401 means the server doesn't know who you are (authentication problem) — logging in or providing valid credentials can fix it. 403 means the server knows who you are but won't let you do this (authorization problem) — no amount of re-authenticating with the same account will help.
Why is it called "Unauthorized" if it's really about authentication?
This is a long-standing naming quirk in the HTTP spec. The name predates the more precise authentication/authorization distinction that's now common in security discussions. By the time the terminology evolved, the status code name was already locked in.
Is 401 used for both API keys and user logins?
Yes — 401 is the generic "authentication required or failed" response, whether the credentials are a user's session/login, an API key, a bearer token, or HTTP Basic Auth credentials.
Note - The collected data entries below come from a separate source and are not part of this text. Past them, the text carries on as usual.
//! Typed client for the backend REST API.
//!
//! Status handling follows what each screen needs: login and command detail
//! require a success status, list and log reads decode whatever body comes
//! back, and fire-and-forget actions only fail when no response arrives.

use serde::Serialize;
use serde::de::DeserializeOwned;
use sitedeck_domain::command::{Command, CommandDetail, CommandUpdate, NewCommand};
use sitedeck_domain::endpoint::Endpoint;
use sitedeck_domain::id::{CommandId, SiteId};
use sitedeck_domain::log::LogSnapshot;
use sitedeck_domain::session::{Credentials, LoginResponse, Session, Token};
use sitedeck_domain::site::{Site, SiteDraft};

use crate::ports::{HttpRequest, HttpResponse, HttpTransport, TransportError};

/// Error returned by [`ApiClient`] methods.
#[derive(Debug, Clone, PartialEq, Eq, thiserror::Error)]
pub enum ApiError {
    /// No response arrived.
    #[error(transparent)]
    Transport(#[from] TransportError),

    /// The backend answered with a non-2xx status where success was required.
    #[error("unexpected HTTP status {0}")]
    Status(u16),

    /// The response body did not match the expected shape.
    #[error("failed to decode response body: {0}")]
    Decode(String),

    /// The request body could not be serialized.
    #[error("failed to encode request body: {0}")]
    Encode(String),
}

/// Backend client over an [`HttpTransport`].
pub struct ApiClient<T> {
    transport: T,
}

impl<T: HttpTransport> ApiClient<T> {
    pub fn new(transport: T) -> Self {
        Self { transport }
    }

    pub fn transport(&self) -> &T {
        &self.transport
    }

    /// Exchange credentials for a session.
    ///
    /// # Errors
    ///
    /// Returns [`ApiError::Status`] when the backend rejects the credentials.
    pub async fn login(&self, credentials: &Credentials) -> Result<Session, ApiError> {
        let request = HttpRequest::new(Endpoint::Login).json(encode(credentials)?);
        let response = self.transport.send(request).await?;
        if !response.is_success() {
            return Err(ApiError::Status(response.status));
        }
        let body: LoginResponse = decode(&response)?;
        Ok(Session::from_login(&credentials.username, body))
    }

    /// # Errors
    ///
    /// Returns [`ApiError::Decode`] when the body is not a site list
    /// (including error bodies), or a transport error.
    pub async fn list_sites(&self, token: &Token) -> Result<Vec<Site>, ApiError> {
        let response = self.send(Endpoint::ListSites, token, None).await?;
        decode(&response)
    }

    /// # Errors
    ///
    /// Returns a transport error when no response arrives.
    pub async fn create_site(&self, token: &Token, draft: &SiteDraft) -> Result<(), ApiError> {
        self.fire(Endpoint::CreateSite, token, Some(encode(draft)?))
            .await
    }

    /// # Errors
    ///
    /// Returns a transport error when no response arrives.
    pub async fn update_site(
        &self,
        token: &Token,
        id: SiteId,
        draft: &SiteDraft,
    ) -> Result<(), ApiError> {
        self.fire(Endpoint::UpdateSite(id), token, Some(encode(draft)?))
            .await
    }

    /// # Errors
    ///
    /// Returns a transport error when no response arrives.
    pub async fn delete_site(&self, token: &Token, id: SiteId) -> Result<(), ApiError> {
        self.fire(Endpoint::DeleteSite(id), token, None).await
    }

    /// # Errors
    ///
    /// Returns [`ApiError::Decode`] when the body is not a command list,
    /// or a transport error.
    pub async fn list_commands(
        &self,
        token: &Token,
        site_id: SiteId,
    ) -> Result<Vec<Command>, ApiError> {
        let response = self
            .send(Endpoint::ListCommands(site_id), token, None)
            .await?;
        decode(&response)
    }

    /// # Errors
    ///
    /// Returns a transport error when no response arrives.
    pub async fn create_command(&self, token: &Token, command: &NewCommand) -> Result<(), ApiError> {
        self.fire(Endpoint::CreateCommand, token, Some(encode(command)?))
            .await
    }

    /// Fetch the full record used to prefill the command editor.
    ///
    /// # Errors
    ///
    /// Returns [`ApiError::Status`] for a non-2xx answer, [`ApiError::Decode`]
    /// for an unexpected body, or a transport error.
    pub async fn get_command(&self, token: &Token, id: CommandId) -> Result<CommandDetail, ApiError> {
        let response = self.send(Endpoint::GetCommand(id), token, None).await?;
        if !response.is_success() {
            return Err(ApiError::Status(response.status));
        }
        decode(&response)
    }

    /// # Errors
    ///
    /// Returns a transport error when no response arrives.
    pub async fn update_command(
        &self,
        token: &Token,
        id: CommandId,
        update: &CommandUpdate,
    ) -> Result<(), ApiError> {
        self.fire(Endpoint::UpdateCommand(id), token, Some(encode(update)?))
            .await
    }

    /// # Errors
    ///
    /// Returns a transport error when no response arrives.
    pub async fn delete_command(&self, token: &Token, id: CommandId) -> Result<(), ApiError> {
        self.fire(Endpoint::DeleteCommand(id), token, None).await
    }

    /// # Errors
    ///
    /// Returns a transport error when no response arrives.
    pub async fn start_command(&self, token: &Token, id: CommandId) -> Result<(), ApiError> {
        self.fire(Endpoint::StartCommand(id), token, None).await
    }

    /// # Errors
    ///
    /// Returns a transport error when no response arrives.
    pub async fn stop_command(&self, token: &Token, id: CommandId) -> Result<(), ApiError> {
        self.fire(Endpoint::StopCommand(id), token, None).await
    }

    /// One-shot snapshot of a command's captured output.
    ///
    /// # Errors
    ///
    /// Returns [`ApiError::Decode`] for a non-object body, or a transport error.
    pub async fn fetch_log(&self, token: &Token, id: CommandId) -> Result<LogSnapshot, ApiError> {
        let response = self.send(Endpoint::Log(id), token, None).await?;
        decode(&response)
    }

    async fn send(
        &self,
        endpoint: Endpoint,
        token: &Token,
        body: Option<serde_json::Value>,
    ) -> Result<HttpResponse, ApiError> {
        let mut request = HttpRequest::new(endpoint).bearer(token);
        request.body = body;
        let response = self.transport.send(request).await?;
        if !response.is_success() {
            tracing::debug!(%endpoint, status = response.status, "backend returned error status");
        }
        Ok(response)
    }

    async fn fire(
        &self,
        endpoint: Endpoint,
        token: &Token,
        body: Option<serde_json::Value>,
    ) -> Result<(), ApiError> {
        self.send(endpoint, token, body).await.map(|_| ())
    }
}

fn encode<B: Serialize>(body: &B) -> Result<serde_json::Value, ApiError> {
    serde_json::to_value(body).map_err(|err| ApiError::Encode(err.to_string()))
}

fn decode<R: DeserializeOwned>(response: &HttpResponse) -> Result<R, ApiError> {
    serde_json::from_str(&response.body).map_err(|err| ApiError::Decode(err.to_string()))
}

#[cfg(test)]
mod tests {
    use super::*;
    use sitedeck_domain::endpoint::Method;
    use sitedeck_domain::session::Permissions;
    use std::cell::RefCell;
    use std::collections::VecDeque;

    /// Replays canned responses and records every request.
    #[derive(Default)]
    struct StubTransport {
        responses: RefCell<VecDeque<Result<HttpResponse, TransportError>>>,
        requests: RefCell<Vec<HttpRequest>>,
    }

    impl StubTransport {
        fn respond(self, status: u16, body: &str) -> Self {
            self.responses.borrow_mut().push_back(Ok(HttpResponse {
                status,
                body: body.to_string(),
            }));
            self
        }

        fn fail(self) -> Self {
            self.responses
                .borrow_mut()
                .push_back(Err(TransportError::new("connection refused")));
            self
        }

        fn last_request(&self) -> HttpRequest {
            self.requests.borrow().last().cloned().unwrap()
        }
    }

    impl HttpTransport for StubTransport {
        async fn send(&self, request: HttpRequest) -> Result<HttpResponse, TransportError> {
            self.requests.borrow_mut().push(request);
            self.responses.borrow_mut().pop_front().unwrap()
        }
    }

    fn token() -> Token {
        Token::new("tok")
    }

    #[tokio::test]
    async fn should_return_session_when_login_succeeds() {
        let client = ApiClient::new(
            StubTransport::default().respond(200, r#"{"token": "t-1", "perms": "all"}"#),
        );

        let session = client
            .login(&Credentials::new("alice", "secret"))
            .await
            .unwrap();

        assert_eq!(session.username, "alice");
        assert_eq!(session.token, Token::new("t-1"));
        assert_eq!(session.permissions, Permissions::All);
        let request = client.transport().last_request();
        assert_eq!(request.method, Method::Post);
        assert_eq!(request.path, "/api/login");
        assert!(request.authorization.is_none());
        assert_eq!(
            request.body,
            Some(serde_json::json!({"username": "alice", "password": "secret"}))
        );
    }

    #[tokio::test]
    async fn should_return_status_error_when_login_rejected() {
        let client = ApiClient::new(
            StubTransport::default().respond(400, r#"{"detail": "Invalid credentials"}"#),
        );

        let result = client.login(&Credentials::new("alice", "wrong")).await;

        assert_eq!(result, Err(ApiError::Status(400)));
    }

    #[tokio::test]
    async fn should_send_bearer_token_when_listing_sites() {
        let client = ApiClient::new(
            StubTransport::default()
                .respond(200, r#"[{"id": 1, "name": "a", "base_path": "/a", "base_command": null}]"#),
        );

        let sites = client.list_sites(&token()).await.unwrap();

        assert_eq!(sites.len(), 1);
        let request = client.transport().last_request();
        assert_eq!(request.path, "/api/sites");
        assert_eq!(request.authorization.as_deref(), Some("Bearer tok"));
    }

    #[tokio::test]
    async fn should_fail_decoding_when_list_returns_error_body() {
        let client = ApiClient::new(
            StubTransport::default().respond(401, r#"{"detail": "Invalid token"}"#),
        );

        let result = client.list_sites(&token()).await;

        assert!(matches!(result, Err(ApiError::Decode(_))));
    }

    #[tokio::test]
    async fn should_ignore_status_for_start_and_stop() {
        let client = ApiClient::new(
            StubTransport::default()
                .respond(400, r#"{"detail": "boom"}"#)
                .respond(200, r#"{"status": "not_running"}"#),
        );

        client.start_command(&token(), CommandId::new(4)).await.unwrap();
        client.stop_command(&token(), CommandId::new(4)).await.unwrap();

        let requests = client.transport().requests.borrow();
        assert_eq!(requests[0].path, "/api/commands/4/start");
        assert_eq!(requests[0].method, Method::Post);
        assert_eq!(requests[1].path, "/api/commands/4/stop");
    }

    #[tokio::test]
    async fn should_surface_transport_failure_for_fire_and_forget_calls() {
        let client = ApiClient::new(StubTransport::default().fail());

        let result = client.delete_site(&token(), SiteId::new(1)).await;

        assert!(matches!(result, Err(ApiError::Transport(_))));
    }

    #[tokio::test]
    async fn should_require_success_for_command_detail() {
        let client = ApiClient::new(
            StubTransport::default().respond(404, r#"{"detail": "Command not found"}"#),
        );

        let result = client.get_command(&token(), CommandId::new(9)).await;

        assert_eq!(result, Err(ApiError::Status(404)));
    }

    #[tokio::test]
    async fn should_send_site_draft_verbatim() {
        let client = ApiClient::new(StubTransport::default().respond(200, "{}"));
        let draft = SiteDraft::new(" spaced ", "", "make run");

        client.create_site(&token(), &draft).await.unwrap();

        let request = client.transport().last_request();
        assert_eq!(request.method, Method::Post);
        assert_eq!(
            request.body,
            Some(serde_json::json!({"name": " spaced ", "base_path": "", "base_command": "make run"}))
        );
    }

    #[tokio::test]
    async fn should_decode_empty_log_listing() {
        let client = ApiClient::new(StubTransport::default().respond(200, r#"{"logs": []}"#));

        let snapshot = client.fetch_log(&token(), CommandId::new(2)).await.unwrap();

        assert_eq!(snapshot, LogSnapshot::default());
        assert_eq!(client.transport().last_request().path, "/api/logs/2");
    }
}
What is the WWW-Authenticate header for?
It tells the client what authentication method the server expects (e.g., Basic, Bearer, Digest), and sometimes additional context like the realm. Browsers use this header to show a native login prompt for Basic auth; APIs use it to tell client libraries how to format credentials.
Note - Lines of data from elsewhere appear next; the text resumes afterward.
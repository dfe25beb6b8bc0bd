//! Reactive home of the [`Model`] and the dispatcher feeding it.
//!
//! Every user event becomes a [`Msg`] passed to [`Store::dispatch`]. The
//! resulting effects each run in their own local task, so requests overlap
//! freely; their answers are dispatched back in arrival order.

use std::rc::Rc;

use leptos::prelude::*;
use leptos::task::spawn_local;
use sitedeck_app::effect::Effect;
use sitedeck_app::message::Msg;
use sitedeck_app::model::Model;
use sitedeck_app::runtime::Runtime;
use sitedeck_app::update::update;

use crate::dialogs::BrowserDialogs;
use crate::transport::FetchTransport;

type BrowserRuntime = Runtime<FetchTransport, BrowserDialogs>;

#[derive(Clone, Copy)]
pub struct Store {
    model: RwSignal<Model>,
    runtime: StoredValue<Rc<BrowserRuntime>, LocalStorage>,
}

impl Store {
    pub fn new() -> Self {
        Self {
            model: RwSignal::new(Model::default()),
            runtime: StoredValue::new_local(Rc::new(Runtime::new(FetchTransport, BrowserDialogs))),
        }
    }

    /// A memoized slice of the model; views subscribed to it only re-render
    /// when the slice itself changes.
    pub fn select<T>(&self, f: impl Fn(&Model) -> T + Send + Sync + 'static) -> Memo<T>
    where
        T: PartialEq + Send + Sync + 'static,
    {
        let model = self.model;
        Memo::new(move |_| model.with(&f))
    }

    pub fn dispatch(&self, msg: Msg) {
        tracing::debug!(?msg, "dispatch");
        let Some(effects) = self.model.try_update(|model| update(model, msg)) else {
            tracing::warn!("model disposed, dropping message");
            return;
        };
        for effect in effects {
            self.spawn(effect);
        }
    }

    fn spawn(&self, effect: Effect) {
        let store = *self;
        let runtime = self.runtime.get_value();
        spawn_local(async move {
            if let Some(msg) = runtime.perform(effect).await {
                store.dispatch(msg);
            }
        });
    }
}

impl Default for Store {
    fn default() -> Self {
        Self::new()
    }
}

/// The store provided by [`crate::App`].
pub fn use_store() -> Store {
    expect_context::<Store>()
}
If I get a 401, will retrying with the same request ever work?
Not with the same credentials — but retrying with updated credentials (a refreshed token, a fresh login) absolutely can and should work. The 401 is specifically inviting you to re-authenticate.
Fun fact
The 401 status code is closely tied to HTTP Basic Authentication, one of the oldest authentication mechanisms on the web — when you see a browser pop up a native username/password dialog box (rather than a styled login form), that's almost always triggered by a 401 response with a WWW-Authenticate: Basic header.